* WHAT YOU ARE ASKED TO DO: How many of the lines below have "DeviceComponents" in them? Say the number and nothing more.

* DATA:

::::::::

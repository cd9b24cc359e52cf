//! Device registry.
//!
//! Holds the driver factories and every device built from them, and hands
//! out capability trait objects by device id. Created once at startup and
//! passed around as `Arc<DeviceRegistry>`; both maps are `DashMap`s so no
//! outer lock is needed.
//!
//! ```rust,ignore
//! let registry = DeviceRegistry::with_default_factories();
//! registry
//!     .register_from_toml("dds", "Raman DDS", "coherent_dds", driver_table)
//!     .await?;
//! let dds = registry.get_profile_programmable("dds");
//! ```

use crate::config::{DeviceConfig, SystemConfig};
use dashmap::DashMap;
use dds_core::capabilities::{ProfileProgrammable, PulseShaping, TimedBus};
use dds_core::driver::{Capability, DeviceComponents, DeviceMetadata, DriverFactory};
use dds_core::error::{DdsError, DdsResult, DriverError, DriverErrorKind};
use std::sync::Arc;

/// Device identifier used in configuration.
pub type DeviceId = String;

// =============================================================================
// Device Info (for introspection)
// =============================================================================

/// Information about a registered device (returned by list operations)
#[derive(Debug, Clone)]
pub struct DeviceInfo {
    /// Unique identifier
    pub id: DeviceId,
    /// Human-readable name
    pub name: String,
    /// Driver type name (e.g., "coherent_dds", "mock_timed_bus")
    pub driver_type: String,
    /// Capabilities this device supports
    pub capabilities: Vec<Capability>,
    /// Clock, identity and address reported by the driver
    pub metadata: DeviceMetadata,
}

struct RegisteredDevice {
    name: String,
    driver_type: String,
    components: DeviceComponents,
}

impl RegisteredDevice {
    fn info(&self, id: &str) -> DeviceInfo {
        DeviceInfo {
            id: id.to_string(),
            name: self.name.clone(),
            driver_type: self.driver_type.clone(),
            capabilities: self.components.capabilities(),
            metadata: self.components.metadata.clone(),
        }
    }
}

// =============================================================================
// Device Registry
// =============================================================================

/// Central registry for DDS and timed-bus devices.
#[derive(Default)]
pub struct DeviceRegistry {
    devices: DashMap<DeviceId, RegisteredDevice>,
    factories: DashMap<String, Box<dyn DriverFactory>>,
}

impl DeviceRegistry {
    /// Create a new empty device registry
    pub fn new() -> Self {
        Self::default()
    }

    /// Registry with every factory compiled into this build.
    pub fn with_default_factories() -> Self {
        let registry = Self::new();
        register_all_factories(&registry);
        registry
    }

    // =========================================================================
    // Driver Factory Management
    // =========================================================================

    /// Register a driver factory, replacing any previous one of the same type.
    pub fn register_factory(&self, factory: Box<dyn DriverFactory>) -> Option<Box<dyn DriverFactory>> {
        let driver_type = factory.driver_type().to_string();
        tracing::info!(
            driver_type = %driver_type,
            name = %factory.name(),
            capabilities = ?factory.capabilities(),
            "Registering driver factory"
        );
        self.factories.insert(driver_type, factory)
    }

    /// Check if a factory is registered for a driver type.
    pub fn has_factory(&self, driver_type: &str) -> bool {
        self.factories.contains_key(driver_type)
    }

    /// List all registered factory driver types.
    pub fn list_factories(&self) -> Vec<String> {
        let mut types: Vec<String> = self.factories.iter().map(|e| e.key().clone()).collect();
        types.sort();
        types
    }

    /// Check a driver table against its factory without building anything.
    pub fn validate_driver_config(&self, driver_type: &str, config: &toml::Value) -> DdsResult<()> {
        let factory = self.factories.get(driver_type).ok_or_else(|| {
            DdsError::Configuration(format!(
                "No factory registered for driver_type '{}'. Available factories: {:?}",
                driver_type,
                self.list_factories()
            ))
        })?;
        factory.validate(config).map_err(|e| {
            DriverError::new(driver_type, DriverErrorKind::Configuration, e.to_string()).into()
        })
    }

    // =========================================================================
    // Device Registration
    // =========================================================================

    /// Build a device from its driver table and register it.
    ///
    /// Fails if the id is taken, no factory matches, the table does not
    /// validate, or the driver cannot be brought up.
    pub async fn register_from_toml(
        &self,
        device_id: &str,
        device_name: &str,
        driver_type: &str,
        config: toml::Value,
    ) -> DdsResult<()> {
        if self.devices.contains_key(device_id) {
            return Err(DdsError::Configuration(format!(
                "Device '{}' is already registered",
                device_id
            )));
        }

        self.validate_driver_config(driver_type, &config)
            .map_err(|e| {
                DdsError::Configuration(format!(
                    "Configuration validation failed for device '{}' ({}): {}",
                    device_id, driver_type, e
                ))
            })?;

        tracing::info!(
            device_id = %device_id,
            device_name = %device_name,
            driver_type = %driver_type,
            "Building device from factory"
        );

        // build() returns a 'static future; the map guard is released first
        let build = match self.factories.get(driver_type) {
            Some(factory) => factory.build(config),
            None => {
                return Err(DdsError::Configuration(format!(
                    "Factory '{}' was removed during registration",
                    driver_type
                )))
            }
        };
        let components = build.await.map_err(|e| {
            DriverError::new(
                driver_type,
                DriverErrorKind::Initialization,
                format!("Factory build failed for device '{}': {:#}", device_id, e),
            )
        })?;

        self.register_components(device_id, device_name, driver_type, components)
    }

    /// Register an already built device.
    pub fn register_components(
        &self,
        device_id: &str,
        device_name: &str,
        driver_type: &str,
        components: DeviceComponents,
    ) -> DdsResult<()> {
        match self.devices.entry(device_id.to_string()) {
            dashmap::mapref::entry::Entry::Occupied(_) => Err(DdsError::Configuration(format!(
                "Device '{}' is already registered",
                device_id
            ))),
            dashmap::mapref::entry::Entry::Vacant(slot) => {
                tracing::debug!(
                    device_id = %device_id,
                    capabilities = ?components.capabilities(),
                    "Device registered"
                );
                slot.insert(RegisteredDevice {
                    name: device_name.to_string(),
                    driver_type: driver_type.to_string(),
                    components,
                });
                Ok(())
            }
        }
    }

    /// Remove a device. Returns false if it was not registered.
    pub fn unregister(&self, id: &str) -> bool {
        self.devices.remove(id).is_some()
    }

    /// Drop every device. Ports close when the last handle goes away.
    pub fn shutdown(&self) {
        let count = self.devices.len();
        self.devices.clear();
        tracing::info!(devices = count, "Device registry shut down");
    }

    // =========================================================================
    // Queries
    // =========================================================================

    /// All devices, sorted by id.
    pub fn list_devices(&self) -> Vec<DeviceInfo> {
        let mut devices: Vec<DeviceInfo> = self
            .devices
            .iter()
            .map(|entry| entry.value().info(entry.key()))
            .collect();
        devices.sort_by(|a, b| a.id.cmp(&b.id));
        devices
    }

    /// Info for one device.
    pub fn get_device_info(&self, id: &str) -> Option<DeviceInfo> {
        self.devices.get(id).map(|device| device.info(id))
    }

    /// Check if a device is registered.
    pub fn contains(&self, id: &str) -> bool {
        self.devices.contains_key(id)
    }

    /// Number of registered devices.
    pub fn len(&self) -> usize {
        self.devices.len()
    }

    /// True if no devices are registered.
    pub fn is_empty(&self) -> bool {
        self.devices.is_empty()
    }

    /// Get a device as ProfileProgrammable.
    pub fn get_profile_programmable(&self, id: &str) -> Option<Arc<dyn ProfileProgrammable>> {
        self.devices
            .get(id)
            .and_then(|d| d.components.profile_programmable.clone())
    }

    /// Get a device as PulseShaping.
    pub fn get_pulse_shaping(&self, id: &str) -> Option<Arc<dyn PulseShaping>> {
        self.devices
            .get(id)
            .and_then(|d| d.components.pulse_shaping.clone())
    }

    /// Get a device as TimedBus.
    pub fn get_timed_bus(&self, id: &str) -> Option<Arc<dyn TimedBus>> {
        self.devices
            .get(id)
            .and_then(|d| d.components.timed_bus.clone())
    }
}

/// Register the mock factories and, when enabled, the serial driver.
pub fn register_all_factories(registry: &DeviceRegistry) {
    registry.register_factory(Box::new(dds_driver_mock::MockDdsFactory));
    registry.register_factory(Box::new(dds_driver_mock::MockTimedBusFactory));

    #[cfg(feature = "driver-coherent")]
    {
        registry.register_factory(Box::new(dds_driver_coherent::CoherentDdsFactory));
    }
}

/// Build and register every configured device.
///
/// Every driver table is validated before the first device is built, and
/// any build failure aborts: a DDS that cannot be reached at startup is
/// fatal.
pub async fn create_registry_from_config(config: &SystemConfig) -> DdsResult<DeviceRegistry> {
    let registry = DeviceRegistry::with_default_factories();

    let mut validation_errors = Vec::new();
    let mut prepared = Vec::with_capacity(config.devices.len());
    for device in &config.devices {
        match device
            .split_driver()
            .and_then(|(ty, table)| {
                registry.validate_driver_config(&ty, &table)?;
                Ok((ty, table))
            }) {
            Ok((driver_type, table)) => prepared.push((device, driver_type, table)),
            Err(e) => validation_errors.push(format!("Device '{}': {}", device.id, e)),
        }
    }

    if !validation_errors.is_empty() {
        return Err(DdsError::Configuration(format!(
            "Hardware configuration validation failed:\n  - {}",
            validation_errors.join("\n  - ")
        )));
    }

    for (device, driver_type, table) in prepared {
        register_device(&registry, device, &driver_type, table).await?;
    }

    tracing::info!(devices = registry.len(), "Device registry ready");
    Ok(registry)
}

async fn register_device(
    registry: &DeviceRegistry,
    device: &DeviceConfig,
    driver_type: &str,
    table: toml::Value,
) -> DdsResult<()> {
    let name = device.name.as_deref().unwrap_or(&device.id);
    registry
        .register_from_toml(&device.id, name, driver_type, table)
        .await
        .map_err(|e| {
            tracing::error!(device_id = %device.id, error = %e, "Device failed to start");
            e
        })
}
//! Integration tests for the mock driver crate

use dds_core::capabilities::{ProfileProgrammable, TimedBus};
use dds_core::driver::{Capability, DriverFactory};
use dds_core::error::DdsError;
use dds_core::timing::{BusTiming, ControlWord};
use dds_driver_mock::*;

#[tokio::test]
async fn test_factories_build_components() {
    let dds = MockDdsFactory
        .build(toml::Value::Table(toml::toml! { clock_hz = 1.0e9 }))
        .await
        .unwrap();
    assert_eq!(
        dds.capabilities(),
        vec![Capability::ProfileProgrammable, Capability::PulseShaping]
    );
    assert_eq!(dds.metadata.clock_hz, Some(1e9));

    let bus = MockTimedBusFactory
        .build(toml::Value::Table(toml::toml! { start_mu = 5000 }))
        .await
        .unwrap();
    let bus = bus.timed_bus.unwrap();
    assert_eq!(bus.now_mu(), 5000);
    assert_eq!(bus.timing(), BusTiming::default());
}

#[tokio::test]
async fn test_back_to_back_switches_never_collide() {
    let bus = MockTimedBus::new(BusTiming::default());
    for profile in 0..8 {
        bus.schedule_switch(ControlWord::profile(0, profile).unwrap())
            .await
            .unwrap();
    }

    let events = bus.events();
    assert_eq!(events.len(), 8);
    let xfer = BusTiming::default().xfer_period_mu();
    assert!(events.windows(2).all(|w| w[1].at_mu - w[0].at_mu >= xfer));
    let profiles: Vec<u8> = events.iter().map(|e| e.control_byte() & 0xf).collect();
    assert_eq!(profiles, (0..8).collect::<Vec<u8>>());
}

#[tokio::test]
async fn test_fault_injection_surfaces_without_retry() {
    let dds = MockDds::new().with_faults(FaultConfig::scenario(FaultScenario::FailAfterN {
        operation: "set_profile",
        count: 1,
    }));

    dds.set_profile(0, 1, 10e6, 0.0, 1.0).await.unwrap();
    let err = dds.set_profile(0, 2, 10e6, 0.0, 1.0).await.unwrap_err();
    assert!(matches!(
        err.downcast_ref::<DdsError>(),
        Some(DdsError::Driver(_))
    ));
    assert_eq!(dds.write_count(), 1);
    assert_eq!(dds.profile(0, 2), None);
}

#[tokio::test]
async fn test_realistic_mode_still_records() {
    let dds = MockDds::with_config(MockDdsConfig {
        mode: MockMode::Realistic,
        ..Default::default()
    })
    .unwrap();
    assert_eq!(dds.identity().await.unwrap(), "coherentDds simulation");
    assert_eq!(dds.commands(), vec!["idn?".to_string()]);
}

::::::::

* REPLY: 3